Supplied entries Start Marker

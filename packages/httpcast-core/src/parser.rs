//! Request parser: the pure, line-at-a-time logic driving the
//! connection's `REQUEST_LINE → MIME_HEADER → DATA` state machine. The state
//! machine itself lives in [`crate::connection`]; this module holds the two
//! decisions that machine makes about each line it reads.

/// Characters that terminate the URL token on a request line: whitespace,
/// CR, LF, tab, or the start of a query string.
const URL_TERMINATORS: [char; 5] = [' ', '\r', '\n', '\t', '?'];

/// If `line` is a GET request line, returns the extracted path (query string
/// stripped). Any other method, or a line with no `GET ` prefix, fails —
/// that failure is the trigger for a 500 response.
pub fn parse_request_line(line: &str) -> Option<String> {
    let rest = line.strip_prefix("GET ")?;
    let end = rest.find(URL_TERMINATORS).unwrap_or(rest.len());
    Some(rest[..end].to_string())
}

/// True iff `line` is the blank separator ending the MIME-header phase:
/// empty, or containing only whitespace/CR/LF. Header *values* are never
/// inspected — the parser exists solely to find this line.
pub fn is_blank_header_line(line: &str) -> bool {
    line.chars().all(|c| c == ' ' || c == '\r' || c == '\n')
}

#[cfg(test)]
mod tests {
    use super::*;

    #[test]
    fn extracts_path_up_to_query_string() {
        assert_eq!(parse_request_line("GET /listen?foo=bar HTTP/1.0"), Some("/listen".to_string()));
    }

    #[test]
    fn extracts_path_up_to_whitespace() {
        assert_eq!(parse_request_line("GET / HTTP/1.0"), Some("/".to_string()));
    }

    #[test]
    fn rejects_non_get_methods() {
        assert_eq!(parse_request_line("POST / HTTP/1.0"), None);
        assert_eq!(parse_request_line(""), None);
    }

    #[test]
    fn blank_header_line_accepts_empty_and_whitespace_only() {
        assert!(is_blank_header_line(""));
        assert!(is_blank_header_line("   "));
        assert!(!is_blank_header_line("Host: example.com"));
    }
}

Supplied entries End Marker

An exact copy is needed of the closing lines of the entries above, counting from the one that contains "pub fn parse_request_line(line: &str)" and including it and the last.

pub fn parse_request_line(line: &str) -> Option<String> {
    let rest = line.strip_prefix("GET ")?;
    let end = rest.find(URL_TERMINATORS).unwrap_or(rest.len());
    Some(rest[..end].to_string())
}

/// True iff `line` is the blank separator ending the MIME-header phase:
/// empty, or containing only whitespace/CR/LF. Header *values* are never
/// inspected — the parser exists solely to find this line.
pub fn is_blank_header_line(line: &str) -> bool {
    line.chars().all(|c| c == ' ' || c == '\r' || c == '\n')
}

#[cfg(test)]
mod tests {
    use super::*;

    #[test]
    fn extracts_path_up_to_query_string() {
        assert_eq!(parse_request_line("GET /listen?foo=bar HTTP/1.0"), Some("/listen".to_string()));
    }

    #[test]
    fn extracts_path_up_to_whitespace() {
        assert_eq!(parse_request_line("GET / HTTP/1.0"), Some("/".to_string()));
    }

    #[test]
    fn rejects_non_get_methods() {
        assert_eq!(parse_request_line("POST / HTTP/1.0"), None);
        assert_eq!(parse_request_line(""), None);
    }

    #[test]
    fn blank_header_line_accepts_empty_and_whitespace_only() {
        assert!(is_blank_header_line(""));
        assert!(is_blank_header_line("   "));
        assert!(!is_blank_header_line("Host: example.com"));
    }
}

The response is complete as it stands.